Your most difficult leaders are complete a*ses. They’re terrible people and they grind and use talented direct reports like commodities.  No HR leader condones that. Not you, not me.

But – and there is a but – at times, your most difficult leaders are entrenched for very good reasons from a business perspective.  They’re uber-talented in small niches that make them super valuable. They get results with their style that no one has generated for the business in question. You know the right way to manage people, but you have no leverage to impact change related to this type of leader in your organization.

Which means you’re left to help the organization cope with this management style.  One of the biggest ways you can help the organization cope is to find direct reports for the difficult leader who can take the punishment and abuse he/she is dealing out.

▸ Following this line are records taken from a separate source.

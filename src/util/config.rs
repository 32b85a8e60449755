//! Configuration file support.
//!
//! Two optional locations are merged, project over global:
//! - Global: `~/.rocm-configure/config.toml`
//! - Project: `.rocm-configure/config.toml`
//!
//! An explicit `--config FILE` is merged last. Environment variables read
//! by [`crate::core::host`] override whatever the files say.

use std::path::{Path, PathBuf};

use anyhow::{Context, Result};
use serde::{Deserialize, Serialize};

/// Default ROCm installation root.
pub const DEFAULT_TOOLKIT_ROOT: &str = "/opt/rocm";

/// Default AMDGPU architectures compiled for when none are configured.
pub const DEFAULT_AMDGPU_TARGETS: &[&str] = &["gfx803", "gfx900"];

/// Default output directory for `configure`, relative to the working dir.
pub const DEFAULT_OUTPUT_DIR: &str = "rocm_config";

#[derive(Debug, Clone, Default, Serialize, Deserialize)]
#[serde(default)]
pub struct Config {
    pub toolkit: ToolkitConfig,
    pub output: OutputConfig,
}

/// Toolkit defaults, used when the environment does not say otherwise.
#[derive(Debug, Clone, Default, Serialize, Deserialize)]
#[serde(default)]
pub struct ToolkitConfig {
    /// ROCm installation root (e.g., /opt/rocm-6.0.2)
    pub default_root: Option<PathBuf>,

    /// AMDGPU targets (e.g., ["gfx906", "gfx90a"])
    pub amdgpu_targets: Vec<String>,
}

#[derive(Debug, Clone, Default, Serialize, Deserialize)]
#[serde(default)]
pub struct OutputConfig {
    /// Directory that receives the generated files
    pub dir: Option<PathBuf>,
}

impl Config {
    /// Load configuration from a file.
    pub fn load(path: &Path) -> Result<Self> {
        let contents = std::fs::read_to_string(path)
            .with_context(|| format!("failed to read config file: {}", path.display()))?;

        toml::from_str(&contents)
            .with_context(|| format!("failed to parse config file: {}", path.display()))
    }

    /// Load configuration with fallback to defaults if the file is missing
    /// or broken.
    pub fn load_or_default(path: &Path) -> Self {
        if path.exists() {
            Self::load(path).unwrap_or_else(|e| {
                tracing::warn!("Failed to load config from {}: {:#}", path.display(), e);
                Self::default()
            })
        } else {
            Self::default()
        }
    }

    /// Merge another config into this one (other takes precedence).
    pub fn merge(&mut self, other: Config) {
        if other.toolkit.default_root.is_some() {
            self.toolkit.default_root = other.toolkit.default_root;
        }
        if !other.toolkit.amdgpu_targets.is_empty() {
            self.toolkit.amdgpu_targets = other.toolkit.amdgpu_targets;
        }
        if other.output.dir.is_some() {
            self.output.dir = other.output.dir;
        }
    }

    /// Toolkit root to use when `ROCM_TOOLKIT_PATH` is unset.
    pub fn toolkit_root(&self) -> PathBuf {
        self.toolkit
            .default_root
            .clone()
            .unwrap_or_else(|| PathBuf::from(DEFAULT_TOOLKIT_ROOT))
    }

    /// AMDGPU targets to use when `TF_ROCM_AMDGPU_TARGETS` is unset.
    pub fn amdgpu_targets(&self) -> Vec<String> {
        if self.toolkit.amdgpu_targets.is_empty() {
            DEFAULT_AMDGPU_TARGETS.iter().map(|s| s.to_string()).collect()
        } else {
            self.toolkit.amdgpu_targets.clone()
        }
    }

    /// Output directory for generated files.
    pub fn output_dir(&self) -> PathBuf {
        self.output
            .dir
            .clone()
            .unwrap_or_else(|| PathBuf::from(DEFAULT_OUTPUT_DIR))
    }
}

/// Load merged configuration.
///
/// Order of precedence (highest to lowest):
/// 1. Explicit file (`--config`)
/// 2. Project config (.rocm-configure/config.toml)
/// 3. Global config (~/.rocm-configure/config.toml)
/// 4. Defaults
pub fn load_config(global_path: &Path, project_path: &Path, explicit: Option<&Path>) -> Result<Config> {
    let mut config = Config::default();

    if global_path.exists() {
        config.merge(Config::load_or_default(global_path));
    }

    if project_path.exists() {
        config.merge(Config::load_or_default(project_path));
    }

    // A file the user named must exist and parse
    if let Some(path) = explicit {
        config.merge(Config::load(path)?);
    }

    Ok(config)
}

/// Get the global config directory (~/.rocm-configure).
pub fn global_config_dir() -> Option<PathBuf> {
    directories::BaseDirs::new().map(|b| b.home_dir().join(".rocm-configure"))
}

/// Get the global config path (~/.rocm-configure/config.toml).
pub fn global_config_path() -> Option<PathBuf> {
    global_config_dir().map(|dir| dir.join("config.toml"))
}

/// Get the project config path (.rocm-configure/config.toml).
pub fn project_config_path(project_root: &Path) -> PathBuf {
    project_root.join(".rocm-configure").join("config.toml")
}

Your best bet in this situation? It might just be children of alcoholics.  

Stay with me.

Was at lunch with a friend recently and they shared a conversation they had with someone at Apple during the Steve Jobs glory days.  One of the things they learned from that Apple executive was that over time, Apple came to the realization that the best people to work and thrive under an abusive Steve Jobs were children of alcoholics.  Why children of alcoholics?  Consider the following rationalization that person provided:

Children of alcoholics:

  1. Are used to explosions from people they are around and subservient to ALL THE TIME.
  2. Are used to receiving NO LOVE from the alcoholic parent in questions.
  3. Are used to cleaning up messes.
  4. Are used to covering up bad things that happen as a result of the alcoholic.
  5. See glimpses of good in the parent in question that make them want to hold on, even as the blowback is distributed on many different levels.

Add it all up and it makes sense – children of alcoholics are probably best suited to deal with your most difficult leader and thrive where others can’t.

Of course, to make the connection you’ve got to dive deeper into the interview than you normally would.  You can probably only afford to interview in this way for the highest positions in your company with a difficult leader, not for line management positions.

Also, you don’t have to ask directly about alcoholism in the family.  You can instead ask about dealing with difficult people in the workplace and then tie it back to what they learned from their family that helped them learn those workplace lessons.

Ask broad questions, probe back to the family days and be an active listener. You might find the perfect direct report for your most difficult leader.